▸ Problem statement:
The reply should consist of one number, the count of lines below in which the word "progress" appears.

(Data provided)

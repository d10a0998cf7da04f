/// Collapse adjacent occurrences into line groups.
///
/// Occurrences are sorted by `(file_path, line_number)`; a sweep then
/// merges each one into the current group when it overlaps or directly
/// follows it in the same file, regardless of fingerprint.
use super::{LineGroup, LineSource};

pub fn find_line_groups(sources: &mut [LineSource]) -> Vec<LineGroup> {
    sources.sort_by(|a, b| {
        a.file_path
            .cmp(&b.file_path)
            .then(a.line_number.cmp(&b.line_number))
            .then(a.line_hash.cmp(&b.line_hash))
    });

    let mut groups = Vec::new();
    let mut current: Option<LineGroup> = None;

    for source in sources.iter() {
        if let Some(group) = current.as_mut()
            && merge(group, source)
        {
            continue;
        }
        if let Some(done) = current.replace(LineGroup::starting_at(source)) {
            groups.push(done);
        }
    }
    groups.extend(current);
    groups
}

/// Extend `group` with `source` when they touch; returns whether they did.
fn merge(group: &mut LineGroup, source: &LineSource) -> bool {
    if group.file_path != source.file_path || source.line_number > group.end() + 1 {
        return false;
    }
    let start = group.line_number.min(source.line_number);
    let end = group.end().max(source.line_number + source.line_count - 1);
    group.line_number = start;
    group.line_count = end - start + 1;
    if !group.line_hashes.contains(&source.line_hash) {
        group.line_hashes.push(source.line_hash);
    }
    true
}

(End Data provided)
(Data provided)

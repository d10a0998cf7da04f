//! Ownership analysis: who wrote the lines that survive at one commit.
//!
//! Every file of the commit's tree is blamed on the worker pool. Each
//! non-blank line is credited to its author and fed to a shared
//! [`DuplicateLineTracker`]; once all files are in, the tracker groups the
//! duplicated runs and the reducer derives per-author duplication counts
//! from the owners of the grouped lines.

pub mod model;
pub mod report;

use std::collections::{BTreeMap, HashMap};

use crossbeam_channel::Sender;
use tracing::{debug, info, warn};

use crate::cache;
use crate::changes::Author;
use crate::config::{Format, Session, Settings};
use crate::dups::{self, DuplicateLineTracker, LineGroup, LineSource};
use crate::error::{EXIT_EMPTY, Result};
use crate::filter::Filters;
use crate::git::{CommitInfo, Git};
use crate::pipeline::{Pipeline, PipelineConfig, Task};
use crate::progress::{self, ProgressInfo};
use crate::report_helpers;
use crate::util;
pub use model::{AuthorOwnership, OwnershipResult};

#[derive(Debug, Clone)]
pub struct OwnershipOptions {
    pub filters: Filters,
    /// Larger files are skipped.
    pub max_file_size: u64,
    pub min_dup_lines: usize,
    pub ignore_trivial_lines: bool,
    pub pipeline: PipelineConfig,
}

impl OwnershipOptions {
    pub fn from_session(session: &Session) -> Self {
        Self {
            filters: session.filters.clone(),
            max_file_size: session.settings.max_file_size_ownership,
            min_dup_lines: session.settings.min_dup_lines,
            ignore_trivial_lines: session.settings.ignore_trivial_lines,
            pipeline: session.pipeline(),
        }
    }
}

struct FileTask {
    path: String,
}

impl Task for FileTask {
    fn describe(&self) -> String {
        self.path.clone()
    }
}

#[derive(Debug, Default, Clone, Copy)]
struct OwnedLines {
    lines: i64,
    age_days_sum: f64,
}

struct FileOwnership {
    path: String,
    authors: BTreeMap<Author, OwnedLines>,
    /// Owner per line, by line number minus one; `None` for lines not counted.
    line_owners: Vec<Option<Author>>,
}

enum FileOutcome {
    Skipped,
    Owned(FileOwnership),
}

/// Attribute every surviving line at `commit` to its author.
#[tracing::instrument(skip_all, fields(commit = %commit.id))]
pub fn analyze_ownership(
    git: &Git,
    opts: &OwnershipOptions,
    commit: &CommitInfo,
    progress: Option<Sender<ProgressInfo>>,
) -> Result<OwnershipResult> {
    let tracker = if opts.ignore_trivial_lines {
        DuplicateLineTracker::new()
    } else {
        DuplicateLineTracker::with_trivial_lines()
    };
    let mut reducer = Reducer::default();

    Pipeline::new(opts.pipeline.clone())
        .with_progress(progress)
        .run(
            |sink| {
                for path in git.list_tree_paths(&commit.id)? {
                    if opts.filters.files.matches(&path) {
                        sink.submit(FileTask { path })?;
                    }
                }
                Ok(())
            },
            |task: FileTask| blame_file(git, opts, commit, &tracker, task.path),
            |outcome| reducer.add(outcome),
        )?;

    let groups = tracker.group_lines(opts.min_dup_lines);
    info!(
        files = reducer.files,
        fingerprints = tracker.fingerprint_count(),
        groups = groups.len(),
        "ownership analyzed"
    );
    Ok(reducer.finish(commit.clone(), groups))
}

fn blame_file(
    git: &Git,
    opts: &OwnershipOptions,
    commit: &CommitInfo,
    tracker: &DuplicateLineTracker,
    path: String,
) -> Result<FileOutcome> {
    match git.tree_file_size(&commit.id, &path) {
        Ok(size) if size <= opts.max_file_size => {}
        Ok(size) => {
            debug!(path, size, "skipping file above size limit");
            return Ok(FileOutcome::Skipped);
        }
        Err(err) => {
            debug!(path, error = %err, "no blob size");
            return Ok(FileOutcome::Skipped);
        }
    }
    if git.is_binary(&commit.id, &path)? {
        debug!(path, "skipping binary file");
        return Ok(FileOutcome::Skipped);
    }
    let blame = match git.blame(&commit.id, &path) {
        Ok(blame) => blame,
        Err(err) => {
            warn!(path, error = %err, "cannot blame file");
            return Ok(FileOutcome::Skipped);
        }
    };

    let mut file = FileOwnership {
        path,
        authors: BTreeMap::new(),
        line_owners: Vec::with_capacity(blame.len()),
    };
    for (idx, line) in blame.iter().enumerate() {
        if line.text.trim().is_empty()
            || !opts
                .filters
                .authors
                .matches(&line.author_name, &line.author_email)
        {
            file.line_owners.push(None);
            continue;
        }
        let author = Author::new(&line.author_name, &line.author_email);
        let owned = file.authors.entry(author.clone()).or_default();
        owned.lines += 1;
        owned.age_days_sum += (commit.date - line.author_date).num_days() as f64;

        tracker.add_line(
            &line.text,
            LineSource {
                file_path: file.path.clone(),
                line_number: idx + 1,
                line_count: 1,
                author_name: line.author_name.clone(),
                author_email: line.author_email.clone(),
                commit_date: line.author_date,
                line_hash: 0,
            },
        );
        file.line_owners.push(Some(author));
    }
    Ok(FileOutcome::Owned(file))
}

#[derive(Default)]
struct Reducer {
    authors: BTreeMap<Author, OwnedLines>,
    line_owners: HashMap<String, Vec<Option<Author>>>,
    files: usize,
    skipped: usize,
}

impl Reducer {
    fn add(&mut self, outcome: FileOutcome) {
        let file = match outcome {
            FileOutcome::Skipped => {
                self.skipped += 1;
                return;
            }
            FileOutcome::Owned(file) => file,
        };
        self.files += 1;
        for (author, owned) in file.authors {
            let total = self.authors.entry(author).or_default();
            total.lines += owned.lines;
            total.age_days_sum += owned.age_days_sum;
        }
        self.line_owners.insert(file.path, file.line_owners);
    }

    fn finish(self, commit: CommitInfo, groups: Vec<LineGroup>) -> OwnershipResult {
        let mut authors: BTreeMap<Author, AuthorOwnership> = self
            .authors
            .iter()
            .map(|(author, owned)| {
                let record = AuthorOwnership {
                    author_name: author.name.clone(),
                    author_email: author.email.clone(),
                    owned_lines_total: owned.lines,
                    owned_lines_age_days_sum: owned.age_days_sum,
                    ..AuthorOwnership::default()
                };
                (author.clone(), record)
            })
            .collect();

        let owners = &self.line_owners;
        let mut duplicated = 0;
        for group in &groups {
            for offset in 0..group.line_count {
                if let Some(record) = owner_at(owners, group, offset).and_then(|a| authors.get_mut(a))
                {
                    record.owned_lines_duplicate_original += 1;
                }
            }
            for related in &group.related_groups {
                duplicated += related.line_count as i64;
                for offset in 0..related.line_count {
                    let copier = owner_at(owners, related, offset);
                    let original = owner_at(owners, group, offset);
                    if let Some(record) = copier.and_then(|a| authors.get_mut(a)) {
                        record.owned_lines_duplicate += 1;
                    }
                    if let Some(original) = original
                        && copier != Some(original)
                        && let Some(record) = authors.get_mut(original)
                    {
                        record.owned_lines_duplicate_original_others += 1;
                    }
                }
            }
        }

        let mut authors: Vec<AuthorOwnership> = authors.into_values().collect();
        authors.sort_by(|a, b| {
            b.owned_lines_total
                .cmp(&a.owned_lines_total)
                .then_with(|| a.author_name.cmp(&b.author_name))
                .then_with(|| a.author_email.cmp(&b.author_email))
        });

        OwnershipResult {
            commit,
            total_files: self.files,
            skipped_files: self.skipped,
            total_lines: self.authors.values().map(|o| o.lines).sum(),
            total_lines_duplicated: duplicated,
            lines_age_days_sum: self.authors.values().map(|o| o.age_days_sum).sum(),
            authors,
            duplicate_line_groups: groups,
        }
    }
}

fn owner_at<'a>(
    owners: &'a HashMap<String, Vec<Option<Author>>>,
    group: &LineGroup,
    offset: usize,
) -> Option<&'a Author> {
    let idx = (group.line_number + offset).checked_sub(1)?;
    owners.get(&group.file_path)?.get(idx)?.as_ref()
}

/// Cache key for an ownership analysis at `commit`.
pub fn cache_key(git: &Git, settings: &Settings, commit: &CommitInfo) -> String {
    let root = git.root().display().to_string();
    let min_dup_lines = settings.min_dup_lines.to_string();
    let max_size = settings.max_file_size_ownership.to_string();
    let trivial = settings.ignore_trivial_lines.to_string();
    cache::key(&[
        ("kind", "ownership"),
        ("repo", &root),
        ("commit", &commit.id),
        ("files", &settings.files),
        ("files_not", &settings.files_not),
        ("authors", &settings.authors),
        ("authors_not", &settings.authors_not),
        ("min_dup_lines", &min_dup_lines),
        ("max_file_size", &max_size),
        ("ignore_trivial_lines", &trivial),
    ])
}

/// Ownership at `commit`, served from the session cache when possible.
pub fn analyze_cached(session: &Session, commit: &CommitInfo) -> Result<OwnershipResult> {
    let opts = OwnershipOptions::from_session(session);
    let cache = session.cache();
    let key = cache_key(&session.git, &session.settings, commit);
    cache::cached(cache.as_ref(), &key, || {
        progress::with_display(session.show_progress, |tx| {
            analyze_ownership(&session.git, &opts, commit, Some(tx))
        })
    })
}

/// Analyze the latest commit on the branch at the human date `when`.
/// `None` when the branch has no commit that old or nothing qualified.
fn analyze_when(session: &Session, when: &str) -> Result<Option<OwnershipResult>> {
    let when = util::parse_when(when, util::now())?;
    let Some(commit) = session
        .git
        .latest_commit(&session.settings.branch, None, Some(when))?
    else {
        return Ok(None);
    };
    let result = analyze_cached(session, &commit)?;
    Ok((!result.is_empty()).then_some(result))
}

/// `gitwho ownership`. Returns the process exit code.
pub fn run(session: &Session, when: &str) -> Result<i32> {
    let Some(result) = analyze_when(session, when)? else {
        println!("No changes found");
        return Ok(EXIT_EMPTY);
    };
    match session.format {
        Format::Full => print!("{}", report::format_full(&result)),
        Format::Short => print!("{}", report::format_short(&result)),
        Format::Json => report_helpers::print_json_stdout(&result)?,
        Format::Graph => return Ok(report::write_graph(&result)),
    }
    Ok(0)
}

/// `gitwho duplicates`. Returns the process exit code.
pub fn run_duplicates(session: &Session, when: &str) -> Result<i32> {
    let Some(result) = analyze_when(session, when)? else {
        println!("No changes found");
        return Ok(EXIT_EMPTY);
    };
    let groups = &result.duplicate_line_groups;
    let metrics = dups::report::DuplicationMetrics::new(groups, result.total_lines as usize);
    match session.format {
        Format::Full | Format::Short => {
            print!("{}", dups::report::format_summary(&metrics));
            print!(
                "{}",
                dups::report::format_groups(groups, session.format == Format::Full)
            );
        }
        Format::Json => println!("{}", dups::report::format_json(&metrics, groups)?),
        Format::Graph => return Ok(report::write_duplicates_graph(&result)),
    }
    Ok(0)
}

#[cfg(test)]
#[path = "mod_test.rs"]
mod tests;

(End Data provided)

▸ Output of the exercise:
4